Return all lines of the data in which the string "None" occurs.
####################
use std::cell::RefCell;
use std::rc::{Rc, Weak};

use scrollgate_protocol::{LockState, SectionId};
use tracing::{trace, warn};

use crate::error::SuppressionError;
use crate::flag::{CompletionFlag, FlagSubscription};
use crate::observe::{ObservationHandle, ViewportObserver};
use crate::registry::LockRegistry;

/// Turns one section's visibility and completion flag into lock requests.
///
/// Both inputs are subscriptions: the decision is re-evaluated whenever the
/// viewport reports a threshold crossing or the owner flips the flag, and
/// the registry is only called when the decided state actually changes.
///
/// Unmounting (or dropping) disconnects both subscriptions and releases the
/// section's lock whatever its last state was.
pub struct IntersectionReporter<H: ObservationHandle> {
    id: SectionId,
    shared: Rc<RefCell<ReporterState>>,
    flag: CompletionFlag,
    observation: Option<H>,
    subscription: Option<FlagSubscription>,
}

struct ReporterState {
    id: SectionId,
    registry: LockRegistry,
    intersecting: bool,
    has_viewed_all: bool,
    state: LockState,
}

impl ReporterState {
    fn evaluate(&mut self) -> Result<(), SuppressionError> {
        let next = LockState::decide(self.intersecting, self.has_viewed_all);
        trace!(
            section = %self.id,
            intersecting = self.intersecting,
            has_viewed_all = self.has_viewed_all,
            ?next,
            "evaluate"
        );
        if next == self.state {
            return Ok(());
        }
        // Membership changes even if the suppression primitive then fails.
        self.state = next;
        match next {
            LockState::Locked => self.registry.request_lock(&self.id),
            LockState::Unlocked => self.registry.release_lock(self.id.as_str()),
        }
    }
}

impl<H: ObservationHandle> IntersectionReporter<H> {
    /// Start observing `target` and `flag` on behalf of section `id`.
    ///
    /// Identifiers must be unique among concurrently mounted reporters of
    /// one registry; two reporters sharing an id would fight over one lock.
    pub fn mount<V>(
        registry: &LockRegistry,
        id: SectionId,
        viewport: &mut V,
        target: &V::Target,
        flag: &CompletionFlag,
    ) -> Self
    where
        V: ViewportObserver<Handle = H>,
    {
        let shared = Rc::new(RefCell::new(ReporterState {
            id: id.clone(),
            registry: registry.clone(),
            intersecting: false,
            has_viewed_all: flag.get(),
            state: LockState::Unlocked,
        }));

        let weak = Rc::downgrade(&shared);
        let observation = viewport.observe(
            target,
            Box::new(move |intersecting| {
                with_state(&weak, |s| {
                    s.intersecting = intersecting;
                    s.evaluate()
                })
            }),
        );

        let weak = Rc::downgrade(&shared);
        let subscription = flag.subscribe(Box::new(move |has_viewed_all| {
            with_state(&weak, |s| {
                s.has_viewed_all = has_viewed_all;
                s.evaluate()
            })
        }));

        trace!(section = %id, threshold = viewport.threshold().fraction(), "reporter mounted");
        Self {
            id,
            shared,
            flag: flag.clone(),
            observation: Some(observation),
            subscription: Some(subscription),
        }
    }

    pub fn section_id(&self) -> &SectionId {
        &self.id
    }

    /// Always `Unlocked` once the page registry has been torn down.
    pub fn state(&self) -> LockState {
        let state = self.shared.borrow();
        if state.registry.is_closed() {
            LockState::Unlocked
        } else {
            state.state
        }
    }

    /// Stop observing and release the lock unconditionally.
    pub fn unmount(mut self) -> Result<(), SuppressionError> {
        self.release().unwrap_or(Ok(()))
    }

    /// `None` once resources have already been released.
    fn release(&mut self) -> Option<Result<(), SuppressionError>> {
        let mut observation = self.observation.take()?;
        observation.disconnect();
        if let Some(subscription) = self.subscription.take() {
            self.flag.unsubscribe(subscription);
        }
        let mut state = self.shared.borrow_mut();
        state.state = LockState::Unlocked;
        trace!(section = %self.id, "reporter unmounted");
        Some(state.registry.release_lock(self.id.as_str()))
    }
}

impl<H: ObservationHandle> Drop for IntersectionReporter<H> {
    fn drop(&mut self) {
        if let Some(Err(e)) = self.release() {
            warn!(section = %self.id, error = %e, "lock release failed while dropping reporter");
        }
    }
}

impl<H: ObservationHandle> std::fmt::Debug for IntersectionReporter<H> {
    fn fmt(&self, f: &mut std::fmt::Formatter<'_>) -> std::fmt::Result {
        let state = self.shared.borrow();
        f.debug_struct("IntersectionReporter")
            .field("id", &self.id)
            .field("intersecting", &state.intersecting)
            .field("has_viewed_all", &state.has_viewed_all)
            .field("state", &state.state)
            .finish()
    }
}

fn with_state(
    weak: &Weak<RefCell<ReporterState>>,
    f: impl FnOnce(&mut ReporterState) -> Result<(), SuppressionError>,
) -> Result<(), SuppressionError> {
    match weak.upgrade() {
        Some(shared) => f(&mut shared.borrow_mut()),
        None => Ok(()),
    }
}

#[cfg(test)]
mod tests {
    use scrollgate_protocol::{LockEvent, Threshold};

    use super::*;
    use crate::observe::{ManualObservation, ManualViewport};
    use crate::suppress::testing::FlakySuppressor;
    use crate::suppress::{FlagSuppressor, SuppressionProbe};

    struct Fixture {
        registry: LockRegistry,
        probe: SuppressionProbe,
        viewport: ManualViewport,
    }

    impl Fixture {
        fn new() -> Self {
            let suppressor = FlagSuppressor::new();
            let probe = suppressor.probe();
            Self {
                registry: LockRegistry::new(suppressor),
                probe,
                viewport: ManualViewport::new(Threshold::HALF),
            }
        }

        fn mount(
            &mut self,
            id: &str,
            flag: &CompletionFlag,
        ) -> IntersectionReporter<ManualObservation> {
            let id = SectionId::from(id);
            IntersectionReporter::mount(&self.registry, id.clone(), &mut self.viewport, &id, flag)
        }

        fn show(&self, id: &str, ratio: f64) {
            self.viewport
                .report(id, ratio)
                .expect("flag suppressor never fails");
        }
    }

    #[test]
    fn starts_unlocked() {
        let mut fx = Fixture::new();
        let reporter = fx.mount("hero", &CompletionFlag::new(false));
        assert_eq!(reporter.state(), LockState::Unlocked);
        assert!(fx.registry.is_empty());
        assert_eq!(reporter.section_id().as_str(), "hero");
    }

    #[test]
    fn locks_while_in_view_and_incomplete() {
        let mut fx = Fixture::new();
        let reporter = fx.mount("hero", &CompletionFlag::new(false));

        fx.show("hero", 0.6);
        assert_eq!(reporter.state(), LockState::Locked);
        assert!(fx.registry.is_locked("hero"));
        assert!(fx.probe.is_active());

        fx.show("hero", 0.2);
        assert_eq!(reporter.state(), LockState::Unlocked);
        assert!(!fx.probe.is_active());
    }

    #[test]
    fn completed_section_never_locks() {
        let mut fx = Fixture::new();
        let _reporter = fx.mount("hero", &CompletionFlag::new(true));
        fx.show("hero", 1.0);
        assert!(fx.registry.is_empty());
        assert_eq!(fx.probe.applies(), 0);
    }

    #[test]
    fn flag_flip_releases_without_visibility_change() {
        let mut fx = Fixture::new();
        let flag = CompletionFlag::new(false);
        let reporter = fx.mount("hero", &flag);
        fx.show("hero", 1.0);
        assert!(fx.registry.is_locked("hero"));

        flag.set(true).expect("release succeeds");
        assert_eq!(reporter.state(), LockState::Unlocked);
        assert!(!fx.registry.is_locked("hero"));

        // Flipping back while still in view locks again.
        flag.set(false).expect("lock succeeds");
        assert!(fx.registry.is_locked("hero"));
    }

    #[test]
    fn one_registry_call_per_transition() {
        let mut fx = Fixture::new();
        let flag = CompletionFlag::new(false);
        let _reporter = fx.mount("hero", &flag);
        fx.show("hero", 0.6);
        fx.show("hero", 0.9);
        flag.set(false).expect("unchanged flag notifies nobody");
        fx.show("hero", 0.1);
        fx.show("hero", 0.05);
        assert_eq!(
            fx.registry.drain_events(),
            vec![
                LockEvent::Locked {
                    section: "hero".into()
                },
                LockEvent::SuppressionApplied,
                LockEvent::Released {
                    section: "hero".into()
                },
                LockEvent::SuppressionRemoved,
            ]
        );
    }

    #[test]
    fn unmount_releases_and_disconnects() {
        let mut fx = Fixture::new();
        let flag = CompletionFlag::new(false);
        let reporter = fx.mount("hero", &flag);
        fx.show("hero", 1.0);
        assert!(fx.probe.is_active());

        assert!(reporter.unmount().is_ok());
        assert!(fx.registry.is_empty());
        assert!(!fx.probe.is_active());
        assert_eq!(fx.viewport.observer_count(), 0);
        assert_eq!(flag.subscriber_count(), 0);

        // Late inputs reach nobody.
        fx.show("hero", 0.0);
        fx.show("hero", 1.0);
        assert!(fx.registry.is_empty());
    }

    #[test]
    fn drop_releases_like_unmount() {
        let mut fx = Fixture::new();
        let flag = CompletionFlag::new(false);
        {
            let _reporter = fx.mount("hero", &flag);
            fx.show("hero", 1.0);
            assert!(fx.registry.is_locked("hero"));
        }
        assert!(fx.registry.is_empty());
        assert!(!fx.probe.is_active());
        assert_eq!(flag.subscriber_count(), 0);
    }

    #[test]
    fn unmount_of_unlocked_section_is_harmless() {
        let mut fx = Fixture::new();
        let reporter = fx.mount("hero", &CompletionFlag::new(false));
        assert!(reporter.unmount().is_ok());
        assert_eq!(fx.probe.removes(), 0);
    }

    #[test]
    fn state_reads_unlocked_after_registry_teardown() {
        let mut fx = Fixture::new();
        let reporter = fx.mount("hero", &CompletionFlag::new(false));
        fx.show("hero", 1.0);
        assert_eq!(reporter.state(), LockState::Locked);

        fx.registry.teardown().expect("flag suppressor never fails");
        assert_eq!(reporter.state(), LockState::Unlocked);
    }

    fn flaky_fixture() -> (FlakySuppressor, LockRegistry, ManualViewport) {
        let flaky = FlakySuppressor::default();
        let registry = LockRegistry::new(flaky.clone());
        (flaky, registry, ManualViewport::new(Threshold::HALF))
    }

    #[test]
    fn unmount_returns_the_suppressor_error() {
        let (flaky, registry, mut viewport) = flaky_fixture();
        let id = SectionId::from("hero");
        let reporter = IntersectionReporter::mount(
            &registry,
            id.clone(),
            &mut viewport,
            &id,
            &CompletionFlag::new(false),
        );
        viewport.report("hero", 1.0).expect("apply succeeds");
        assert!(flaky.active.get());

        flaky.failing.set(true);
        assert_eq!(
            reporter.unmount(),
            Err(SuppressionError::remove("document has no body"))
        );
        // The lock is gone even though scrolling could not be restored yet.
        assert!(registry.is_empty());
        assert!(registry.is_suppressed());
        assert_eq!(viewport.observer_count(), 0);

        flaky.failing.set(false);
        registry.release_lock("hero").expect("retry succeeds");
        assert!(!flaky.active.get());
    }

    #[test]
    fn drop_with_failing_suppressor_still_releases() {
        let (flaky, registry, mut viewport) = flaky_fixture();
        let id = SectionId::from("hero");
        let flag = CompletionFlag::new(false);
        {
            let _reporter =
                IntersectionReporter::mount(&registry, id.clone(), &mut viewport, &id, &flag);
            viewport.report("hero", 1.0).expect("apply succeeds");
            flaky.failing.set(true);
        }
        assert!(registry.is_empty());
        assert_eq!(flag.subscriber_count(), 0);
        assert_eq!(viewport.observer_count(), 0);
        assert!(flaky.active.get());

        flaky.failing.set(false);
        registry.release_lock("hero").expect("retry succeeds");
        assert!(!flaky.active.get());
        assert!(!registry.is_suppressed());
    }
}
####################
[TASK OUTPUT]
    /// `None` once resources have already been released.
        None => Ok(()),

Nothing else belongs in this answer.